Legge Stabilità, sen. Petraglia (SEL): “La resa della politica davanti all’economia”

novembre 26, 2013 in Comunicati Stampa, In Parlamento da alessia

“E’ chiaro ormai a tutti che questa legge che dovrebbe chiamarsi di stabilità, ha come obiettivo soltanto quello di stabilizzare precariato e licenziamenti e il Governo se ne assumerà tutta la responsabilità”. Così la senatrice toscana di Sinistra Ecologia e Libertà Alessia Petraglia intervenendo in aula durante la discussione della Legge di Stabilità.

“Questa – ha dichiarato– sarebbe dovuta essere l’occasione per tradurre in proposte concrete e poste numeriche alcune priorità, come un piano straordinario per il lavoro, investimenti nell’istruzione, nella cultura, nell’innovazione, interventi per la riduzione della corruzione e per il risanamento ambientale.

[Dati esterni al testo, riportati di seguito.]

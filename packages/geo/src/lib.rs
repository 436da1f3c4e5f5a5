#![cfg_attr(feature = "fail-on-warnings", deny(warnings))]
#![warn(clippy::all, clippy::pedantic, clippy::nursery, clippy::cargo)]
#![allow(clippy::multiple_crate_versions)]

//! Great-circle distance on a spherical Earth.
//!
//! All distances are in kilometres using the haversine formula with a mean
//! Earth radius of 6371 km. There is no spatial index: callers scan the
//! in-memory object list directly.

use citytwin_object_models::{CityObject, Coordinate, ObjectKind};

/// Mean Earth radius in kilometres.
pub const EARTH_RADIUS_KM: f64 = 6371.0;

/// Haversine distance between two coordinates, in kilometres.
#[must_use]
pub fn haversine_km(a: Coordinate, b: Coordinate) -> f64 {
    let phi1 = a.lat().to_radians();
    let phi2 = b.lat().to_radians();
    let d_phi = (b.lat() - a.lat()).to_radians();
    let d_lambda = (b.lon() - a.lon()).to_radians();

    let h = (d_phi / 2.0).sin().powi(2) + phi1.cos() * phi2.cos() * (d_lambda / 2.0).sin().powi(2);

    // Rounding can push h a hair above 1 for antipodal points.
    2.0 * EARTH_RADIUS_KM * h.sqrt().min(1.0).asin()
}

/// Distance from `from` to the closest object of `kind`, or `None` if no
/// object of that kind exists.
#[must_use]
pub fn nearest_km<'a, I>(from: Coordinate, kind: ObjectKind, objects: I) -> Option<f64>
where
    I: IntoIterator<Item = &'a CityObject>,
{
    objects
        .into_iter()
        .filter(|o| o.kind() == kind)
        .map(|o| haversine_km(from, o.coordinate))
        .min_by(f64::total_cmp)
}

#[cfg(test)]
mod tests {
    use super::*;

    fn c(lat: f64, lon: f64) -> Coordinate {
        Coordinate::new(lat, lon).unwrap()
    }

    #[test]
    fn zero_for_identical_points() {
        let p = c(49.9483, 82.6285);
        assert!(haversine_km(p, p).abs() < f64::EPSILON);
    }

    #[test]
    fn symmetric() {
        let a = c(49.9483, 82.6285);
        let b = c(50.01, 82.7);
        assert!((haversine_km(a, b) - haversine_km(b, a)).abs() < 1e-9);
    }

    #[test]
    fn one_degree_of_latitude_is_about_111_km() {
        let d = haversine_km(c(10.0, 30.0), c(11.0, 30.0));
        assert!((d - 111.19).abs() < 0.1, "got {d}");
    }

    #[test]
    fn triangle_inequality_holds() {
        let a = c(49.9483, 82.6285);
        let b = c(51.17, 71.43);
        let m = c(43.24, 76.89);
        let ab = haversine_km(a, b);
        let am = haversine_km(a, m);
        let mb = haversine_km(m, b);
        assert!(ab <= am + mb + 1e-6);
    }

    #[test]
    fn antipodal_points_are_half_the_circumference() {
        let d = haversine_km(c(0.0, 0.0), c(0.0, 180.0));
        assert!((d - std::f64::consts::PI * EARTH_RADIUS_KM).abs() < 1e-6);
    }

    #[test]
    fn nearest_picks_minimum_of_kind() {
        let origin = c(0.0, 0.0);
        let objects = vec![
            CityObject::new("a", ObjectKind::School, c(0.0, 0.05)),
            CityObject::new("b", ObjectKind::School, c(0.0, 0.01)),
            CityObject::new("c", ObjectKind::Park, c(0.0, 0.001)),
        ];
        let school = nearest_km(origin, ObjectKind::School, &objects).unwrap();
        assert!((school - haversine_km(origin, c(0.0, 0.01))).abs() < 1e-12);
        assert!(nearest_km(origin, ObjectKind::Industry, &objects).is_none());
    }
}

Quella che ci troviamo davanti è, invece, una legge di stabilità imbarazzante, non tanto per le decisioni che consideriamo sbagliate, ma perché manca di qualsiasi scelta strategica. E’ la resa totale della politica all’economia, l’ammissione da parte della classe dirigente che ha governato il nostro Paese del proprio fallimento”.

“Proprio il quadro di austerità e rigore poteva e doveva spingerci nella direzione di ripensare a un modello di sviluppo – ha proseguito Petraglia – Per uscire dalla crisi servono misure chiare che possano spostare le risorse dalle rendite alle attività produttive; serve tassare di più, in linea con altri Paesi, le rendite finanziarie ed i patrimoni e detassare il lavoro e l’impresa”.

“Non è accettabile – ha detto ancora la senatrice – che ancora una volta sia stato respinto l’emendamento per la stabilizzazione dei ricercatori, come accade ogni volta da oltre venti anni. Si parla tanto del modello tedesco, un modello che ha investito in ricerca, tecnologia, qualità e, prima di tutto, sull’educazione. Proviamo allora a seguire quell’esempio: investiamo nel diritto allo studio, investiamo nell’edilizia scolastica ed universitaria e nel fondo di finanziamento ordinario dell’università”.

“Ci rammarica, infine, l’ennesima sconfitta dell’emendamento sugli Enti lirici, quello che abbiamo discusso in occasione del decreto cultura e poi nel decreto sulla pubblica amministrazione, che prevede la possibilità di non creare esuberi, stabilizzando i lavoratori. Ancora una volta – ha concluso Petraglia – questo emendamento, ampiamente condiviso, è stato respinto”.